Ein leidiges Thema für Apotheker und ein ein »ständiges Problem im Alltag« seien  Lieferengpässe, betonen Braun und Zambo. Über zehn Prozent der Arbeitszeit würden Apotheker in dieses Thema stecken. Hier müssten weitere Maßnahmen ergriffen werden, sagte Zambo. Zudem brauche es mehr Transparenz. »Die Lieferengpässe müssen verpflichtend von den Herstellern bekanntgegeben werden, idealerweise sollte ein zentrales Informationssystem in Europa geschaffen werden«, erklärte sie. Bei drohenden Lieferengpässen von versorgungsrelevanten Arzneimitteln sollen laut Zambo unter Umständen  gesetzliche Exporte eingeschränkt oder unterbunden werden. Weiterhin forderte sie, dass Krankenkassen »zwingend Rabattverträge mit mehreren Herstellern abschließen, darunter mindestens zwei Wirkstoffhersteller. Diese sollten dann am Ende auch von der Qualitätskontrolle überwacht werden.« Die Politik müsse Rahmenbedingungen schaffen, dass die Wirtschaftsproduktion wieder stärker in Europa stattfinde gewisse Qualitätsstandards zwingend eingehalten werden.

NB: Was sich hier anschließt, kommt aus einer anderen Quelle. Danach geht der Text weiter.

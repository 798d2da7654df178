//! Triangle-list geometry attached to a scene node. Collision shapes are
//! derived from it: boxes and heightfield footprints from the bounding box,
//! spheres and center-of-mass offsets from the bounding sphere, trimeshes from
//! the raw vertex/triangle buffers.

use crate::math::{aabb::AxisAlignedBoundingBox, BoundingSphere};
use nalgebra::Vector3;
use std::cell::Cell;

/// Kind of primitives the vertex/index buffers encode. Only [`PrimitiveType::Triangles`]
/// meshes can become mesh collision shapes.
#[derive(Copy, Clone, Debug, PartialEq, Eq, Hash)]
pub enum PrimitiveType {
    Triangles,
    TriangleStrip,
    Lines,
    LineStrip,
    Points,
}

/// See module docs.
#[derive(Clone, Debug)]
pub struct Mesh {
    vertices: Vec<Vector3<f32>>,
    triangles: Vec<[u32; 3]>,
    primitive_type: PrimitiveType,
    bounding_box: Cell<AxisAlignedBoundingBox>,
    bounding_box_dirty: Cell<bool>,
    bounding_sphere: Cell<BoundingSphere>,
    bounding_sphere_dirty: Cell<bool>,
}

impl Default for Mesh {
    fn default() -> Self {
        Self {
            vertices: Default::default(),
            triangles: Default::default(),
            primitive_type: PrimitiveType::Triangles,
            bounding_box: Default::default(),
            bounding_box_dirty: Cell::new(true),
            bounding_sphere: Default::default(),
            bounding_sphere_dirty: Cell::new(true),
        }
    }
}

impl Mesh {
    /// Creates a triangle mesh from vertex positions and triangle indices.
    pub fn new(vertices: Vec<Vector3<f32>>, triangles: Vec<[u32; 3]>) -> Self {
        Self {
            vertices,
            triangles,
            ..Default::default()
        }
    }

    /// Creates a mesh with an explicit primitive type. Index triples are kept
    /// even for non-triangle primitives so the data survives round trips, but
    /// only triangle lists are usable for collision.
    pub fn with_primitive_type(
        vertices: Vec<Vector3<f32>>,
        triangles: Vec<[u32; 3]>,
        primitive_type: PrimitiveType,
    ) -> Self {
        Self {
            vertices,
            triangles,
            primitive_type,
            ..Default::default()
        }
    }

    /// Creates an axis-aligned box mesh with the given half extents, centered
    /// at the local origin. Useful as a placeholder collision proxy.
    pub fn make_box(half_extents: Vector3<f32>) -> Self {
        let he = half_extents;
        let vertices = vec![
            Vector3::new(-he.x, -he.y, -he.z),
            Vector3::new(-he.x, -he.y, he.z),
            Vector3::new(he.x, -he.y, he.z),
            Vector3::new(he.x, -he.y, -he.z),
            Vector3::new(-he.x, he.y, -he.z),
            Vector3::new(-he.x, he.y, he.z),
            Vector3::new(he.x, he.y, he.z),
            Vector3::new(he.x, he.y, -he.z),
        ];
        let triangles = vec![
            [0, 1, 2],
            [0, 2, 3],
            [4, 6, 5],
            [4, 7, 6],
            [0, 4, 5],
            [0, 5, 1],
            [3, 2, 6],
            [3, 6, 7],
            [1, 5, 6],
            [1, 6, 2],
            [0, 3, 7],
            [0, 7, 4],
        ];
        Self::new(vertices, triangles)
    }

    #[inline]
    pub fn vertices(&self) -> &[Vector3<f32>] {
        &self.vertices
    }

    #[inline]
    pub fn triangles(&self) -> &[[u32; 3]] {
        &self.triangles
    }

    #[inline]
    pub fn primitive_type(&self) -> PrimitiveType {
        self.primitive_type
    }

    /// Replaces the vertex buffer, invalidating cached bounds.
    pub fn set_vertices(&mut self, vertices: Vec<Vector3<f32>>) {
        self.vertices = vertices;
        self.bounding_box_dirty.set(true);
        self.bounding_sphere_dirty.set(true);
    }

    /// Calculate bounding box in *local* coordinates. Cached between calls,
    /// recomputed only after the vertex buffer changes.
    pub fn bounding_box(&self) -> AxisAlignedBoundingBox {
        if self.bounding_box_dirty.get() {
            self.bounding_box
                .set(AxisAlignedBoundingBox::from_points(&self.vertices));
            self.bounding_box_dirty.set(false);
        }
        self.bounding_box.get()
    }

    /// Calculate bounding sphere in *local* coordinates. Cached between calls.
    pub fn bounding_sphere(&self) -> BoundingSphere {
        if self.bounding_sphere_dirty.get() {
            self.bounding_sphere
                .set(BoundingSphere::from_points(&self.vertices));
            self.bounding_sphere_dirty.set(false);
        }
        self.bounding_sphere.get()
    }
}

OTC-Entwicklung beunruhigend

Bei der Entwicklung der Arzneimittelkosten stagniere die Absatzentwicklung von hochpreisigen Arzneimitteln wie Zytostatika oder Biologica auf niedrigem Niveau, die Entwicklung der Umsätze habe sich jedoch in den vergangenen zehn Jahren verdoppelt, sagte Zambo. »Das ist eine Umsatzsteigerung, die sich nicht am Ertrag der Apotheke am Ende bemerkbar macht«, kritisierte sie. Eine weitere Entwicklung, die sie als beunruhigend einschätzt, ist die Umsatz- und Absatzentwicklung bei OTC-Arzneimitteln, die Jahr für Jahr rückläufig sei. »Interessant dabei ist, dass auch der Versandhandel eine Rückgang zu verzeichnen hatte«, sagte sie. Durch Masken seien viele Erkältungskrankheiten ausgeblieben. »Auch hatten wir hatten nahezu keine Heuschnupfensaison, das war ein Rückgang, der sich in unseren Zahlen bemerkbar gemacht hat«.

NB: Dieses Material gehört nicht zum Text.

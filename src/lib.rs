//! Scene-to-physics binding layer for the Veld engine.
//!
//! The crate connects scene nodes to native rigid bodies: collision shapes
//! are fitted to node geometry or built from raster height sources, and
//! heightfield bodies answer world-space surface queries through
//! [`physics::rigid_body::RigidBody::height_at`]. Bodies are created either
//! directly in code or from RON definition documents, see
//! [`physics::definition`].

#[macro_use]
extern crate lazy_static;

pub mod log;
pub mod math;
pub mod physics;
pub mod resource;
pub mod scene;

pub use nalgebra as algebra;
pub use parking_lot;
pub use rapier3d as rapier;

Beim Thema E-Rezept kritisierte Zambo, dass nur wenige Ärzte tatsächlich in der Lage seien, fehlerfreie Rezepte zu erstellen und es gebe technisch-formale Mängel bei den ausgestellten E-Rezepten. »Leider sind auch noch nicht alle Apotheken-Warenwirtschaftssysteme E-Rezept-ready, aktuell läuft eine Übertragung des Rezeptes über das Rechenzentrum zum Kostenträger auch noch nicht fehlerfrei«, gab sie zu Bedenken.